Vencedor do Festival de Gramado de 2002, ‘Durval Discos’ está de volta aos cinemas em versão remasterizada

Há alguns meses, escrevi um texto sobre M3GAN no qual usava exemplos de discos de vinil para falar sobre a boneca. Mais especificamente, usava os lados do disco, Lado A e Lado B. Digo isso, pois, mesmo não imaginando que um dia iria assistir a Durval Discos, me arrependi de ‘‘gastar’’ essa comparação, afinal, o título do filme de Anna Muylaert já indica que discos são importantes para o filme e o Lado A e Lado B são quase como a verdadeira essência de Durval Discos.

Para os que não são íntimos, os vinis são diferentes de CD’s. Para ouvir, às vezes, é necessário virá-los de um lado para o outro. Assim, em um lado, temos a parte A, a parte “oficial” do disco, comercial. Em contraponto, a parte oposta, na maioria das vezes, é reservada a músicas experimentais, autênticas, não comerciais. Cito isso evidenciando que nem todos os discos funcionam dessa maneira, mas essa tornou-se uma espécie de tradição, tanto é que em 2001, Durval Discos também a seguiu.

Assim, no lado A do filme nos é oferecida uma história com cara de um episódio filler de A Grande Família ou de um seriado criado por Miguel Falabella. No bairro de Pinheiros, São Paulo, Durval é dono de uma loja de discos anexada à casa da sua mãe, lugar onde também mora. Ele está passando por uma crise nos negócios, devido a ascensão da comercialização dos CD’s, mas nega abraçar a modernidade. Enfrentando problemas que não são maiores que uma crise financeira, mas também considera incomodante. Exemplo disso é que Durval pensa em contratar uma empregada por cem reais quando sua mãe esquece de fazer o feijão.

Nesse lado A, é interessante como Anna Muylaert constrói uma comédia com a cara do humor brasileiro. Criando situações que hoje vemos facilmente em filmes como Minha Mãe é uma Peça, mas também em diversas outras comédias que extraem humor da dura realidade brasileira. Assim, é possível rir da exploração do pobre sobre o miserável. Afinal, Célia (Letícia Sabatella) aceita trabalhar por cem reais e gera situações cômicas na narrativa. Mas também rir da figura do próprio Durval (Ary França), um hippie que nunca cresceu, tanto que ainda mora com a mãe, depende dela para se alimentar. Nesse sentido, nem o fato de Durval trabalhar o salva, afinal, seu negócio pode ser entendido como um trabalho menor, quase um hobbie, justamente por estar vendendo uma arte cujo modo de venda (disco) está ultrapassado. Durval vende relíquias que ninguém quer.

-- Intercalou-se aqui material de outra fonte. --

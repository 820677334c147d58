//! `ServerConfig::from_env` against the real process environment.

mod test_helpers;

use palladio::config::{ConfigError, ServerConfig, StorageConfig};
use test_helpers::EnvVarGuard;

const VARS: [&str; 4] = [
    "PALLADIO_DATABASE_URL",
    "PALLADIO_BIND_ADDR",
    "PALLADIO_DB_POOL_SIZE",
    "PALLADIO_RUN_MIGRATIONS",
];

fn cleared_except(overrides: &[(&'static str, Option<&'static str>)]) -> EnvVarGuard {
    let mut changes: Vec<(&str, Option<&str>)> = VARS.iter().map(|var| (*var, None)).collect();
    changes.extend_from_slice(overrides);
    EnvVarGuard::set_many(&changes)
}

#[test]
fn empty_environment_selects_in_memory_defaults() {
    let _guard = cleared_except(&[]);

    let config = ServerConfig::from_env().expect("defaults are valid");

    assert_eq!(config.storage, StorageConfig::InMemory);
    assert_eq!(config.bind_addr.port(), 8080);
}

#[test]
fn environment_selects_postgres() {
    let _guard = cleared_except(&[
        ("PALLADIO_DATABASE_URL", Some("postgres://db.example/palladio")),
        ("PALLADIO_RUN_MIGRATIONS", Some("false")),
    ]);

    let config = ServerConfig::from_env().expect("valid environment");

    assert_eq!(
        config.storage,
        StorageConfig::Postgres {
            database_url: "postgres://db.example/palladio".to_owned(),
            pool_size: 10,
            run_migrations: false,
        }
    );
}

#[test]
fn invalid_pool_size_is_reported() {
    let _guard = cleared_except(&[
        ("PALLADIO_DATABASE_URL", Some("postgres://db.example/palladio")),
        ("PALLADIO_DB_POOL_SIZE", Some("many")),
    ]);

    let err = ServerConfig::from_env().expect_err("pool size should be rejected");

    assert!(matches!(
        err,
        ConfigError::InvalidValue {
            variable: "PALLADIO_DB_POOL_SIZE",
            ..
        }
    ));
}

Ary França e Etty Fraser em Durval Discos (2002)
Divulgação: Ary França e Etty Fraser em Durval Discos (2002)

Com a chegada de uma criança, supostamente filha de Célia, é exposto o campo de expectativas: A família será transformada. A mãe, Carmita (Etty Fraser), ao prestar afeto à menina, lembra-se de fazer feijão. E Durval…bom, Durval começa a mostrar evidências de que vai finalmente crescer. Como fomos criados com essas histórias na televisão brasileira e até em filmes estadunidenses (veja O Paizão, por exemplo), o caminho a seguir parecia óbvio: a criança transformaria, como o trope da criança mágica e o empecilho da narrativa seria justamente sua partida

De certo modo, esse é o maior empecilho da história. No entanto, é no apego pela criança que viramos o disco, que chegamos ao lado B. Esse lado, como já sabemos como ele funciona, apresenta uma outra face do filme. Ela não é experimental como o experimental que conhecemos no Cinema, mas é autoral, é diferente.

SPOILER

No lado B, se me permitem spoilers, ficamos sabendo que a criança, Kiki (Isabela Guasco), foi vítima de um sequestro e uma das sequestradoras era Célia, a falsa empregada que a escondeu com a família.

Se Durval Discos já surpreendia, é nessa revelação que o filme cresce, afinal, Muylaert te faz aceitar aquele crível absurdo. E assim, cria suas próprias possibilidades, levando o filme para caminhos bem inesperados. É interessante como a diretora mantém o tom de comédia, mas nega qualquer situação mais Pedro Almodóvar, o que poderia ser um caminho viável. Aqui, no lado B, o completo caos expõe um trabalho surrealista dentro de uma estética realista. Durval não sabe mais distinguir a realidade de seu imaginário, ao ponto de se tornar totalmente orgânico e inquestionável um cavalo dentro de um quarto.

+++ Leia a crítica de ‘Raquel 1:1’, de Mariana Bastos 

Vinte e um anos após o seu lançamento, Durval Discos retorna ao cinema em sua versão remasterizada. A produção é o primeiro filme de Anna Muylaert, diretora que fixou seu nome na história do Cinema Nacional contemporâneo com o clássico instantâneo Que Horas Ela Volta?. Durval Discos é uma ótima estreia. É um grande filme e é maravilhoso que ele volte a ser exibido.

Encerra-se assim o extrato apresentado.